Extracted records
*** Begin section ***

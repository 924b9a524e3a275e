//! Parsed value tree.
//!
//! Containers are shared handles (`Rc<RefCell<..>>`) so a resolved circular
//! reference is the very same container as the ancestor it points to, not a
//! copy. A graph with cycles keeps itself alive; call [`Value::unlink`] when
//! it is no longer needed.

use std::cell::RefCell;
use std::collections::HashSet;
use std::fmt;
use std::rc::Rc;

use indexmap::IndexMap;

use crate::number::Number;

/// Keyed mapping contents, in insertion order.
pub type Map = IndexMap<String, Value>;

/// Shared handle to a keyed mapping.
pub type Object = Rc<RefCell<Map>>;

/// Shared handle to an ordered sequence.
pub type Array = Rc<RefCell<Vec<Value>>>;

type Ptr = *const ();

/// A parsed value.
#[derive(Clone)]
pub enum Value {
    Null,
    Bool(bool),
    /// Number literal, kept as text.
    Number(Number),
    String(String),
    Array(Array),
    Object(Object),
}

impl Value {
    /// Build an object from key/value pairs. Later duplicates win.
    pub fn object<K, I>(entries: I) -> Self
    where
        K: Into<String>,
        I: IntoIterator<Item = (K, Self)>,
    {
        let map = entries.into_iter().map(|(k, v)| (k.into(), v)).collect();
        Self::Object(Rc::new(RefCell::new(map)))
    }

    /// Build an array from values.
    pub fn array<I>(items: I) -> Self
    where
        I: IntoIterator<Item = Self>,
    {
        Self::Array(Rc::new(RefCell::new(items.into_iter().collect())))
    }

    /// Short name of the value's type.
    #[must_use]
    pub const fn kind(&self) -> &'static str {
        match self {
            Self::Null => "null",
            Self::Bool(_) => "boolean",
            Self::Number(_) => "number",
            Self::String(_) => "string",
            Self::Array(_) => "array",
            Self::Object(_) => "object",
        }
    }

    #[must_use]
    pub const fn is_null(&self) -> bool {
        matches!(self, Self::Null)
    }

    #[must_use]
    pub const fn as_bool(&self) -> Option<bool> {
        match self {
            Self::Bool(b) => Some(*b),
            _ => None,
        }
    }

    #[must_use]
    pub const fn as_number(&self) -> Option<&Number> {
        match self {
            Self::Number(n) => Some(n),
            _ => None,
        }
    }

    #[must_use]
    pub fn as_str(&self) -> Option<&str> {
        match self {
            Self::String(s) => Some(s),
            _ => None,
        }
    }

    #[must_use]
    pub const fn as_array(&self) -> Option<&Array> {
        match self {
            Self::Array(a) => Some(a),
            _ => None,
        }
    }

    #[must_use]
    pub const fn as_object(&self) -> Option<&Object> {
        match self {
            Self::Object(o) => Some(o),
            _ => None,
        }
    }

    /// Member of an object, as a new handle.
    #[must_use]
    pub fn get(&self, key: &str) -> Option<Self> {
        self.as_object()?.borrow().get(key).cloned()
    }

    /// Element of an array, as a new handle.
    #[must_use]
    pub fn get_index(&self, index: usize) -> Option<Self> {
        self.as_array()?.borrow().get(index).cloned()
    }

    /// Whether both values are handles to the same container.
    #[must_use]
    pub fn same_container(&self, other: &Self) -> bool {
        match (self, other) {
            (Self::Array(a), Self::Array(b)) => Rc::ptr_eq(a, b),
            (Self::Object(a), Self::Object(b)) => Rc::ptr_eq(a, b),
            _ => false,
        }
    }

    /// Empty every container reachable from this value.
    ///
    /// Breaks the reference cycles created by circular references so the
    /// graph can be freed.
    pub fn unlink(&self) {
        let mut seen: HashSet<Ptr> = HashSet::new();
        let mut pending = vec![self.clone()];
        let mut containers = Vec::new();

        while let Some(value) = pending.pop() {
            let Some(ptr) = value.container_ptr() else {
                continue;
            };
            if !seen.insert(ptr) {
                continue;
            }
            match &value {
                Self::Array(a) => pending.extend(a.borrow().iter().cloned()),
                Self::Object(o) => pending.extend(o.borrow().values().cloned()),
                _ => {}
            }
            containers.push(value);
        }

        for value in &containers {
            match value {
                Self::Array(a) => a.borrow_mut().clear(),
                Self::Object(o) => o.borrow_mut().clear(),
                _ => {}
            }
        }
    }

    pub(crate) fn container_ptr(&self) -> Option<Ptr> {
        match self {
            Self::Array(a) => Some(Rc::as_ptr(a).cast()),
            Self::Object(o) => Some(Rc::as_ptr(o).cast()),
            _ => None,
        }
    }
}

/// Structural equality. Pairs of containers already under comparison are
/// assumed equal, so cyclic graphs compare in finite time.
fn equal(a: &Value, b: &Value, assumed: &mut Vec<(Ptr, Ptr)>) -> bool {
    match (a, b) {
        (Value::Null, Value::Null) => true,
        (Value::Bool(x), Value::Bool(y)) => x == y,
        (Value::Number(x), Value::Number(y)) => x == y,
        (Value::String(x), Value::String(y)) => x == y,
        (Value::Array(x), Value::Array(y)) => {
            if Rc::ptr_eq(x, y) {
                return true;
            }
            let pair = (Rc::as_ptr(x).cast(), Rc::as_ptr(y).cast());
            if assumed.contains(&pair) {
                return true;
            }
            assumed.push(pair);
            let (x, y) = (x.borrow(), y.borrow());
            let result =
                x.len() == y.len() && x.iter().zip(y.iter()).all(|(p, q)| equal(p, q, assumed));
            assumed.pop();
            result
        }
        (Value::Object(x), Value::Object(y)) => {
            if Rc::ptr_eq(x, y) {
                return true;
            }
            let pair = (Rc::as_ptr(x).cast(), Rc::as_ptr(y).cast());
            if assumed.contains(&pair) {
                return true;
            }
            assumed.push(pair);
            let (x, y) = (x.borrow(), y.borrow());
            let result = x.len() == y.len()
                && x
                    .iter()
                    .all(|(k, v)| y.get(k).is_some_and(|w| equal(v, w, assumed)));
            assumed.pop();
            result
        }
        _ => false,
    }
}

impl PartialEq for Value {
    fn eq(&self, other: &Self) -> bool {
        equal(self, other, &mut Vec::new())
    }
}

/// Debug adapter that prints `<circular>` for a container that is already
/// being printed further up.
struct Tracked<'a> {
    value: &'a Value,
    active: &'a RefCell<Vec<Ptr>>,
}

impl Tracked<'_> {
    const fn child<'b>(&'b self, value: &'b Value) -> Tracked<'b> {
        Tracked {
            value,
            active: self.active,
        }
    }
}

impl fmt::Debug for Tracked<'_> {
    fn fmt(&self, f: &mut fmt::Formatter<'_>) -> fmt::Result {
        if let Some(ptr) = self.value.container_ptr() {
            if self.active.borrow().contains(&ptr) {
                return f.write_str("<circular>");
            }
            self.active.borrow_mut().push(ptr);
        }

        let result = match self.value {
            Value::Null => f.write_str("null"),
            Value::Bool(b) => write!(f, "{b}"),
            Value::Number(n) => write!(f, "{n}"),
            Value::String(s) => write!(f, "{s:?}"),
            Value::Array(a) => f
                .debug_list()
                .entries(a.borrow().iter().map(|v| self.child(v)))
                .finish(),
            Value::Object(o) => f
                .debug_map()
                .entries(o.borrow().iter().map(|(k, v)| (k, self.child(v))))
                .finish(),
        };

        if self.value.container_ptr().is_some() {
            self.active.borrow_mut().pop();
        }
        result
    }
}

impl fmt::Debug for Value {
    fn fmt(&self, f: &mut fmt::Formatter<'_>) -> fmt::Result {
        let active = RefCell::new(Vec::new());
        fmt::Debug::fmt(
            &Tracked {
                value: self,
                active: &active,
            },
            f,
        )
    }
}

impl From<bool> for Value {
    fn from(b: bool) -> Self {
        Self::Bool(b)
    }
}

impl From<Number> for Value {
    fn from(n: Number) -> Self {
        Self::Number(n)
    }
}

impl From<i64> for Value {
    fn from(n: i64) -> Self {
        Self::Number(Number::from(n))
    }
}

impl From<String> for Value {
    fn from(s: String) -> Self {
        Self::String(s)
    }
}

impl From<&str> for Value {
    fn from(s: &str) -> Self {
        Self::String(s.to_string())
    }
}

*** End section ***

What the task requires: The expected answer is a copy of each line in the records that holds the word "child".

Written answer:
    const fn child<'b>(&'b self, value: &'b Value) -> Tracked<'b> {
                .entries(a.borrow().iter().map(|v| self.child(v)))
                .entries(o.borrow().iter().map(|(k, v)| (k, self.child(v))))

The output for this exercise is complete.